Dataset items
○ ○ ○ ○

use {
    super::*,
    tokio::{
        fs::OpenOptions,
        io::{AsyncWriteExt, BufWriter},
    },
};

#[derive(Debug, Clone, Copy, Default, PartialEq, Eq, Deserialize, Serialize)]
#[serde(rename_all = "lowercase")]
pub enum FileFormat {
    #[default]
    Json,
    Csv,
}

/// Appends events to a file, one per line.
pub(crate) struct FileSink {
    format: FileFormat,
    writer: BufWriter<tokio::fs::File>,
}

impl FileSink {
    pub(crate) async fn new(path: &Path, format: FileFormat) -> Result<Self> {
        let file = OpenOptions::new()
            .create(true)
            .append(true)
            .open(path)
            .await
            .with_context(|| format!("failed to open events file `{}`", path.display()))?;

        Ok(Self {
            format,
            writer: BufWriter::new(file),
        })
    }

    fn to_csv(event: &Event, timestamp: u64) -> String {
        fn quote_if_needed(s: &str) -> String {
            if s.contains(',') || s.contains('"') {
                format!("\"{}\"", s.replace('"', "\"\""))
            } else {
                s.to_string()
            }
        }

        match event {
            Event::NewJob(job) => format!(
                "{timestamp},new_job,{},{},{},{}",
                job.job, job.height, job.difficulty, job.clean
            ),
            Event::Share(share) => {
                let (status, detail, share_diff) = match &share.result {
                    ShareResult::Valid(accepted) => (
                        "valid",
                        accepted.block_type.to_string(),
                        accepted.share_diff.to_string(),
                    ),
                    ShareResult::Invalid { error } => ("invalid", error.clone(), String::new()),
                };

                format!(
                    "{timestamp},share,{},{},{},{},{},{status},{},{share_diff}",
                    share.job,
                    share.ip,
                    quote_if_needed(share.addr_primary.as_deref().unwrap_or_default()),
                    quote_if_needed(share.addr_auxiliary.as_deref().unwrap_or_default()),
                    share.difficulty,
                    quote_if_needed(&detail),
                )
            }
            Event::Client(client) => format!(
                "{timestamp},client,{},{},{},{},{}",
                client.session,
                client.ip,
                client.port,
                client.event,
                client
                    .difficulty
                    .map(|difficulty| difficulty.to_string())
                    .unwrap_or_default()
            ),
            Event::Block(block) => format!(
                "{timestamp},block,{},{},{},{},{}",
                block.block_type,
                block.height,
                block.hash,
                block.accepted,
                quote_if_needed(block.error.as_deref().unwrap_or_default())
            ),
        }
    }
}

#[async_trait]
impl EventSink for FileSink {
    async fn record(&mut self, event: &Event) -> Result {
        let line = match self.format {
            FileFormat::Json => serde_json::to_string(event)?,
            FileFormat::Csv => Self::to_csv(event, unix_now()),
        };

        self.writer.write_all(line.as_bytes()).await?;
        self.writer.write_all(b"\n").await?;

        Ok(())
    }

    async fn flush(&mut self) -> Result {
        self.writer.flush().await?;
        Ok(())
    }
}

○ ○ ○ ○

WHAT IS BEING ASKED> Exact copy required. Retype all of the entries word for word.

EXERCISE RESULT>
use {
    super::*,
    tokio::{
        fs::OpenOptions,
        io::{AsyncWriteExt, BufWriter},
    },
};

#[derive(Debug, Clone, Copy, Default, PartialEq, Eq, Deserialize, Serialize)]
#[serde(rename_all = "lowercase")]
pub enum FileFormat {
    #[default]
    Json,
    Csv,
}

/// Appends events to a file, one per line.
pub(crate) struct FileSink {
    format: FileFormat,
    writer: BufWriter<tokio::fs::File>,
}

impl FileSink {
    pub(crate) async fn new(path: &Path, format: FileFormat) -> Result<Self> {
        let file = OpenOptions::new()
            .create(true)
            .append(true)
            .open(path)
            .await
            .with_context(|| format!("failed to open events file `{}`", path.display()))?;

        Ok(Self {
            format,
            writer: BufWriter::new(file),
        })
    }

    fn to_csv(event: &Event, timestamp: u64) -> String {
        fn quote_if_needed(s: &str) -> String {
            if s.contains(',') || s.contains('"') {
                format!("\"{}\"", s.replace('"', "\"\""))
            } else {
                s.to_string()
            }
        }

        match event {
            Event::NewJob(job) => format!(
                "{timestamp},new_job,{},{},{},{}",
                job.job, job.height, job.difficulty, job.clean
            ),
            Event::Share(share) => {
                let (status, detail, share_diff) = match &share.result {
                    ShareResult::Valid(accepted) => (
                        "valid",
                        accepted.block_type.to_string(),
                        accepted.share_diff.to_string(),
                    ),
                    ShareResult::Invalid { error } => ("invalid", error.clone(), String::new()),
                };

                format!(
                    "{timestamp},share,{},{},{},{},{},{status},{},{share_diff}",
                    share.job,
                    share.ip,
                    quote_if_needed(share.addr_primary.as_deref().unwrap_or_default()),
                    quote_if_needed(share.addr_auxiliary.as_deref().unwrap_or_default()),
                    share.difficulty,
                    quote_if_needed(&detail),
                )
            }
            Event::Client(client) => format!(
                "{timestamp},client,{},{},{},{},{}",
                client.session,
                client.ip,
                client.port,
                client.event,
                client
                    .difficulty
                    .map(|difficulty| difficulty.to_string())
                    .unwrap_or_default()
            ),
            Event::Block(block) => format!(
                "{timestamp},block,{},{},{},{},{}",
                block.block_type,
                block.height,
                block.hash,
                block.accepted,
                quote_if_needed(block.error.as_deref().unwrap_or_default())
            ),
        }
    }
}

#[async_trait]
impl EventSink for FileSink {
    async fn record(&mut self, event: &Event) -> Result {
        let line = match self.format {
            FileFormat::Json => serde_json::to_string(event)?,
            FileFormat::Csv => Self::to_csv(event, unix_now()),
        };

        self.writer.write_all(line.as_bytes()).await?;
        self.writer.write_all(b"\n").await?;

        Ok(())
    }

    async fn flush(&mut self) -> Result {
        self.writer.flush().await?;
        Ok(())
    }
}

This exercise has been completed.